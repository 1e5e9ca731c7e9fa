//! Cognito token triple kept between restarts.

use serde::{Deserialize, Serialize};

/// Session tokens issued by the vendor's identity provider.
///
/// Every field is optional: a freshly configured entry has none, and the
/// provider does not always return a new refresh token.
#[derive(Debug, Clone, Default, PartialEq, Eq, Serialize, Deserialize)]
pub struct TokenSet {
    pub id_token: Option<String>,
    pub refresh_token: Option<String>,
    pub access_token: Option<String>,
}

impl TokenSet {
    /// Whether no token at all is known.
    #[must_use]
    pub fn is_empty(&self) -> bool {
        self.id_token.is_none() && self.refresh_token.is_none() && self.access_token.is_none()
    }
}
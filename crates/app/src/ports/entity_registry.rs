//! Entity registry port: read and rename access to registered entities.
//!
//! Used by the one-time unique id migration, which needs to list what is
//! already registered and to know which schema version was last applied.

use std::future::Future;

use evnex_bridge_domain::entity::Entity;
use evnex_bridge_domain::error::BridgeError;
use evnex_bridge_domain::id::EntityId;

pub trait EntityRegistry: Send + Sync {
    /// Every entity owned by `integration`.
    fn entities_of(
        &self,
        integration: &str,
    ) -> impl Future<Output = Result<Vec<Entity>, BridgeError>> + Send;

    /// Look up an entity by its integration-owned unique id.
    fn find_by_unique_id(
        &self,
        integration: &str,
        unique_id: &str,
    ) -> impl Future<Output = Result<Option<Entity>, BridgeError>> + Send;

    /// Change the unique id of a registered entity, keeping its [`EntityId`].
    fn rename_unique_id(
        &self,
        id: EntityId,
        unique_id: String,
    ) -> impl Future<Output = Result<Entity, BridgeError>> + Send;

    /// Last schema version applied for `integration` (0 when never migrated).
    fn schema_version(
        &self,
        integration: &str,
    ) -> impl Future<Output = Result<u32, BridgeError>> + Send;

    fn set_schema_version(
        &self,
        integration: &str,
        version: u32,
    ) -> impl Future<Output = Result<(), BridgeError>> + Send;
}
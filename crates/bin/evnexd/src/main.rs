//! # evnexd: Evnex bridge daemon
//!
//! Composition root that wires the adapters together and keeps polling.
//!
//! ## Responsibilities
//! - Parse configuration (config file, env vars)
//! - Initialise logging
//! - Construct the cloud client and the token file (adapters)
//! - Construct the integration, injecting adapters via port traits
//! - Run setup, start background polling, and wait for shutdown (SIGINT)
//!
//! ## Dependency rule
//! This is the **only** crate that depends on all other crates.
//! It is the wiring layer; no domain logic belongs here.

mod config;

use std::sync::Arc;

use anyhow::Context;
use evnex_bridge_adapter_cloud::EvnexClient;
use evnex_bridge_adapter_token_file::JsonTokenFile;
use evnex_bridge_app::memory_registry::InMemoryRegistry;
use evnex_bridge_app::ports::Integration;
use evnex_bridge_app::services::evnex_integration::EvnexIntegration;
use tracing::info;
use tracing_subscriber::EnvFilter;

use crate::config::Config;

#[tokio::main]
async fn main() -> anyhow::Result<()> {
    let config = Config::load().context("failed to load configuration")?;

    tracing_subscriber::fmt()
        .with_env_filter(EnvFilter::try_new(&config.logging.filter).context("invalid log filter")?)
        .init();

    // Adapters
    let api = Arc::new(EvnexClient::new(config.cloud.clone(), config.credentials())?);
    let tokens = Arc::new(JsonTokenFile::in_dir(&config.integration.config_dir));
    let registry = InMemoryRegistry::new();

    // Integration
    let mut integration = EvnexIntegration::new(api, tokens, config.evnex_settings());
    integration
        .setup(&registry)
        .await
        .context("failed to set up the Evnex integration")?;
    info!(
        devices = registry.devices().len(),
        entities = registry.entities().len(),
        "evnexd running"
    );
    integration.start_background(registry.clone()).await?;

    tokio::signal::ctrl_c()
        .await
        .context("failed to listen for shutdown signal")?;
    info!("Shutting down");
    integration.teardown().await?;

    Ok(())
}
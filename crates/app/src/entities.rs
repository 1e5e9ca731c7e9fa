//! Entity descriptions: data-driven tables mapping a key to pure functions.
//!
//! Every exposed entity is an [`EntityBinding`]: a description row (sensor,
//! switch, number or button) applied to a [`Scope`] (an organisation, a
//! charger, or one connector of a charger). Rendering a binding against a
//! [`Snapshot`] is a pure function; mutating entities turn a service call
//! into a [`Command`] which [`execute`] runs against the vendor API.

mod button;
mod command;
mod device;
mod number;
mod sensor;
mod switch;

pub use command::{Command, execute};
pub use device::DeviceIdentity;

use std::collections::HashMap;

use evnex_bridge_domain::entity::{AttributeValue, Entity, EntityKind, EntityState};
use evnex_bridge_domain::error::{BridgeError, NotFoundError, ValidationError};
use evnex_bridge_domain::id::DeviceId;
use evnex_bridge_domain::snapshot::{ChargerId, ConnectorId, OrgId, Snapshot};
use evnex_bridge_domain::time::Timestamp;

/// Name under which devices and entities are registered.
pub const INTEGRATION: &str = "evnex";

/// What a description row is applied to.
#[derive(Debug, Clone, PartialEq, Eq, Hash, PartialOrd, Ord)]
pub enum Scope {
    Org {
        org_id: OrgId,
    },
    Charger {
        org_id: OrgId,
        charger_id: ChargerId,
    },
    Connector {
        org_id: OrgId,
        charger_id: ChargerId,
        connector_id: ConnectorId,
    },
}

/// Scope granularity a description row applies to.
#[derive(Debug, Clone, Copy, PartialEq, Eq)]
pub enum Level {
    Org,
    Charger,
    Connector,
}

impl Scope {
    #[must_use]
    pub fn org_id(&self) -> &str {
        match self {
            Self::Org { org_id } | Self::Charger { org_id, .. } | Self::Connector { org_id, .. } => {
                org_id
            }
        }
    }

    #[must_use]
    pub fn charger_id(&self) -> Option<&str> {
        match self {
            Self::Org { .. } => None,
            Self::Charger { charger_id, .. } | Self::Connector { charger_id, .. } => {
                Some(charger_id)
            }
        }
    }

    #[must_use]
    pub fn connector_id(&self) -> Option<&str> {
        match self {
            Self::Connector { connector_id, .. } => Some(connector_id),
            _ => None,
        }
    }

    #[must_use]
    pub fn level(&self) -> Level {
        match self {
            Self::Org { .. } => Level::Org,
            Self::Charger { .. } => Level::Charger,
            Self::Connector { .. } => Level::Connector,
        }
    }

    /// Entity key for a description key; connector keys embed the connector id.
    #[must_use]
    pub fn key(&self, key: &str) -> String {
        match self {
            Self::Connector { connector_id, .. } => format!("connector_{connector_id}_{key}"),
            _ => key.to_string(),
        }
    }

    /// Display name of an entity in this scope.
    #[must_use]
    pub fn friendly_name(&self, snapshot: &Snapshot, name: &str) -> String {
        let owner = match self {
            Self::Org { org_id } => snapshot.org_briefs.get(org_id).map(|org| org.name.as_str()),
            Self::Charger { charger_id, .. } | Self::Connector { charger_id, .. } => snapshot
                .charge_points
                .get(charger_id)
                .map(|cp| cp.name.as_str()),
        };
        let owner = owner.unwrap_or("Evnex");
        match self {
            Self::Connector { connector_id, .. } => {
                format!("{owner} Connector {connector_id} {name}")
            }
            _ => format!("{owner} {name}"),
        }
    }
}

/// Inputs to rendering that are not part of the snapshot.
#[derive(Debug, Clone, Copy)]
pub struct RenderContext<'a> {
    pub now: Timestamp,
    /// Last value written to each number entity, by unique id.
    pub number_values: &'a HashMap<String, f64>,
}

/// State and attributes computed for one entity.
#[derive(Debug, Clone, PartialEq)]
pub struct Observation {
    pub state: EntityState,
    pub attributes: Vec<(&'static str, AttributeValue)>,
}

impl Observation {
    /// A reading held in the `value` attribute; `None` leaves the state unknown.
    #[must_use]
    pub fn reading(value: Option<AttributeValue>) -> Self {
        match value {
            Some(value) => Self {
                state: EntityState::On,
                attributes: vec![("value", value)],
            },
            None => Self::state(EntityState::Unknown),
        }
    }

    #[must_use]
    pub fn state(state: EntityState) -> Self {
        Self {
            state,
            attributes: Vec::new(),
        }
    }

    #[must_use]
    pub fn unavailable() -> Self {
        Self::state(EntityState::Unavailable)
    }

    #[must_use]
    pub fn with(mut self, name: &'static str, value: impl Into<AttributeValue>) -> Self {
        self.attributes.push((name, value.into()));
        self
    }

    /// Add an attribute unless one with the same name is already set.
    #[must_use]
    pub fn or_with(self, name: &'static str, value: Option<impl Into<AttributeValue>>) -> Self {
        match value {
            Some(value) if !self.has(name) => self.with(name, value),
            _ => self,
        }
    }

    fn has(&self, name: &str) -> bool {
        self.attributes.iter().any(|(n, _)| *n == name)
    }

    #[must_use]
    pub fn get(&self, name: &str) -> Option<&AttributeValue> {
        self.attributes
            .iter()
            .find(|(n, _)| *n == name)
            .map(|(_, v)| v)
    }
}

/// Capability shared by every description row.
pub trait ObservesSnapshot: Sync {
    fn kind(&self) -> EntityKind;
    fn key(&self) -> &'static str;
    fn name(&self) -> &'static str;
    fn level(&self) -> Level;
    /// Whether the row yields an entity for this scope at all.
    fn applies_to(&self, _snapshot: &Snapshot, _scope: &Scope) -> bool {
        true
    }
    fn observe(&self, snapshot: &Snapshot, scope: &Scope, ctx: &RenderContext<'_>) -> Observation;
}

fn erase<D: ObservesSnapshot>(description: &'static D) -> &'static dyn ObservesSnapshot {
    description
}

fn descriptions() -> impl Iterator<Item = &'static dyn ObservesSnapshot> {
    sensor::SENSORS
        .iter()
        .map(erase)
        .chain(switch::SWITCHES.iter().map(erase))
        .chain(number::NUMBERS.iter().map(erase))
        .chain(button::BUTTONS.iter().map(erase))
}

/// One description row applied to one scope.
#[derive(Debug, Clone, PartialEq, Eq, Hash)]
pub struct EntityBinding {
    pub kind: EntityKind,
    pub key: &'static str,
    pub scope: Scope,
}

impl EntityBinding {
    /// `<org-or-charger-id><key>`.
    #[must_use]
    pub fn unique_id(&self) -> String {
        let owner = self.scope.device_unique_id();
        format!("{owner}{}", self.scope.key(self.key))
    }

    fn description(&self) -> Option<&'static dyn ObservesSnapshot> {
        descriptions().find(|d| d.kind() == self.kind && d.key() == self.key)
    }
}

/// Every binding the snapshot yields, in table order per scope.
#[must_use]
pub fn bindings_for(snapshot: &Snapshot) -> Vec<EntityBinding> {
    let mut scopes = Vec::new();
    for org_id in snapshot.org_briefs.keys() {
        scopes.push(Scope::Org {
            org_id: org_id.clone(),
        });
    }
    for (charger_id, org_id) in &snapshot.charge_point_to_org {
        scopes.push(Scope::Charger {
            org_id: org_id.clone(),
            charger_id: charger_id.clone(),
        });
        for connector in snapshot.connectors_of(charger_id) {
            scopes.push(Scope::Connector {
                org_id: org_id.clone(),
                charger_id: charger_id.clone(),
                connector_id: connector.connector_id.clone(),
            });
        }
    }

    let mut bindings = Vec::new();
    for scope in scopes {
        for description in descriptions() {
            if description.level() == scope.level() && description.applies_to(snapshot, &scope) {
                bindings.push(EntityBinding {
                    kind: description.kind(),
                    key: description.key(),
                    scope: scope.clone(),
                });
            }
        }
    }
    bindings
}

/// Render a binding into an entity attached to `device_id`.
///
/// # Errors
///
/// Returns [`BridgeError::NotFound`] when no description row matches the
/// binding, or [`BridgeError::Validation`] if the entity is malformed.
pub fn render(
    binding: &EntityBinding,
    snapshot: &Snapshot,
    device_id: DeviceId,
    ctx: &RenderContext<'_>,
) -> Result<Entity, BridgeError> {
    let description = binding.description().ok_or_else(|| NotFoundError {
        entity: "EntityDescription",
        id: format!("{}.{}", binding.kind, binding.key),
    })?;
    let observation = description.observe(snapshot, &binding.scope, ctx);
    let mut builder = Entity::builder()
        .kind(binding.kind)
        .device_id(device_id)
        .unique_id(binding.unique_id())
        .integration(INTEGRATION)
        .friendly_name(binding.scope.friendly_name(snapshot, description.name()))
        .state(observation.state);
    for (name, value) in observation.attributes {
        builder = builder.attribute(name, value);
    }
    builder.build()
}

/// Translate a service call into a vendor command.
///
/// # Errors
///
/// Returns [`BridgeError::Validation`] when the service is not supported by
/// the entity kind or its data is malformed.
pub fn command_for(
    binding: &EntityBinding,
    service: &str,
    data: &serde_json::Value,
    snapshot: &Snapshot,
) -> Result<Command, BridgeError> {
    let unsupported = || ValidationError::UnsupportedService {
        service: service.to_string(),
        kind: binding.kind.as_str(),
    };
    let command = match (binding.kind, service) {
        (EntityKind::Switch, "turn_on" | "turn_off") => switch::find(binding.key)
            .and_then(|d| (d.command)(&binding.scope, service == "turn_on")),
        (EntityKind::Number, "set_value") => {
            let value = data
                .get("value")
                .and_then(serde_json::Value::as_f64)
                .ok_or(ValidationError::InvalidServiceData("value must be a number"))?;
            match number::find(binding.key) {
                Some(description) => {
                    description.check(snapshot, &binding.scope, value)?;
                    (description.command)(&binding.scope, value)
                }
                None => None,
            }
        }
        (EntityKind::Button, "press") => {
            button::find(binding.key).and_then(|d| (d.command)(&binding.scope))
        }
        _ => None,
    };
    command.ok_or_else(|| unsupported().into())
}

◇ ◇ ◇ ◇

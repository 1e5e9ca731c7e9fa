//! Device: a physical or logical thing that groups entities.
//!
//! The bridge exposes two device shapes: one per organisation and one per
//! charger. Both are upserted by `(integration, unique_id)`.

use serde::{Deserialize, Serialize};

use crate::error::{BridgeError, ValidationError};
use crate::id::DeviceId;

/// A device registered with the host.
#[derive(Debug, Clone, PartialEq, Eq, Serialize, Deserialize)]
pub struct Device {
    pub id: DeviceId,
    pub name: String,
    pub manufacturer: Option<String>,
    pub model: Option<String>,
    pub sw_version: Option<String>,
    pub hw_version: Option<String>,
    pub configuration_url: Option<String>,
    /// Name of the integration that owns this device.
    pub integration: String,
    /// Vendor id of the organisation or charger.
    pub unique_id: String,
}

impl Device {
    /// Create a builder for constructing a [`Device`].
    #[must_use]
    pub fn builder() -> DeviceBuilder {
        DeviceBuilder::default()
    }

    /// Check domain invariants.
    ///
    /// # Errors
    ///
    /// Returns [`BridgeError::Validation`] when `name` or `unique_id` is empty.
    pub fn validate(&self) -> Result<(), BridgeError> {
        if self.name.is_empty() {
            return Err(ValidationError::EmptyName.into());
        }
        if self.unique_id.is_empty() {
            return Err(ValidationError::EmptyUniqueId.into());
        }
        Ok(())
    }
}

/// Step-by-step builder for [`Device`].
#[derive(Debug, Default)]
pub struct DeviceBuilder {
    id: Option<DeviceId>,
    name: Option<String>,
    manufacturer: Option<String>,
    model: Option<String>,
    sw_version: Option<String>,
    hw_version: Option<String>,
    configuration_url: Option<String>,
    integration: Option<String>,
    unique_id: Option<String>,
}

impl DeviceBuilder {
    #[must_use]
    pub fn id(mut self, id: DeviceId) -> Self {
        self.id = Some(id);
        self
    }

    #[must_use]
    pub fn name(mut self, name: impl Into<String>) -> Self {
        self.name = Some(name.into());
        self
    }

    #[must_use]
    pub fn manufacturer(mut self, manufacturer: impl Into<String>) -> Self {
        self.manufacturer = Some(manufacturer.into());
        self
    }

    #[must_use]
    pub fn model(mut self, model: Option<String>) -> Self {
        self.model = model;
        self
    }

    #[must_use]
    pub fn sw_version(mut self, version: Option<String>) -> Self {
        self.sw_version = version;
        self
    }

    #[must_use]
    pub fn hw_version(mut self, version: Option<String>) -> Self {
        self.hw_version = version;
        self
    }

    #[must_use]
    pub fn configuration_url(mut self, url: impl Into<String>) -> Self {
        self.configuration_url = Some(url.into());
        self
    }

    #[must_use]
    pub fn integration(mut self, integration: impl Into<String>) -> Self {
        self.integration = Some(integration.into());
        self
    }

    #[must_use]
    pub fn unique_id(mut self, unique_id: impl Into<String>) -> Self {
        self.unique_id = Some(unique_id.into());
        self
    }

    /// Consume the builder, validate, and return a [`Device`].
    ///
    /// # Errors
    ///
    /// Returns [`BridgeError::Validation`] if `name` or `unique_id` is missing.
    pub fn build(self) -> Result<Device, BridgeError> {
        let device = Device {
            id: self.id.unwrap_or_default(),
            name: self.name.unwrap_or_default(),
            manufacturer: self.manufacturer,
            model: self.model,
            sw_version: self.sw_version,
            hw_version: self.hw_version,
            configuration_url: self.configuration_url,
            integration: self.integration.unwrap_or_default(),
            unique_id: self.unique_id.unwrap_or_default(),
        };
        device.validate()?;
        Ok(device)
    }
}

◇ ◇ ◇ ◇

▶ **Exercise description**:
Write out, from the lines above, only those from the line with "pub fn key(&self, key: &str)" to the line with "by unique id.", exactly as given, including the first and the last.

▶ **Solution to the exercise**:
    pub fn key(&self, key: &str) -> String {
        match self {
            Self::Connector { connector_id, .. } => format!("connector_{connector_id}_{key}"),
            _ => key.to_string(),
        }
    }

    /// Display name of an entity in this scope.
    #[must_use]
    pub fn friendly_name(&self, snapshot: &Snapshot, name: &str) -> String {
        let owner = match self {
            Self::Org { org_id } => snapshot.org_briefs.get(org_id).map(|org| org.name.as_str()),
            Self::Charger { charger_id, .. } | Self::Connector { charger_id, .. } => snapshot
                .charge_points
                .get(charger_id)
                .map(|cp| cp.name.as_str()),
        };
        let owner = owner.unwrap_or("Evnex");
        match self {
            Self::Connector { connector_id, .. } => {
                format!("{owner} Connector {connector_id} {name}")
            }
            _ => format!("{owner} {name}"),
        }
    }
}

/// Inputs to rendering that are not part of the snapshot.
#[derive(Debug, Clone, Copy)]
pub struct RenderContext<'a> {
    pub now: Timestamp,
    /// Last value written to each number entity, by unique id.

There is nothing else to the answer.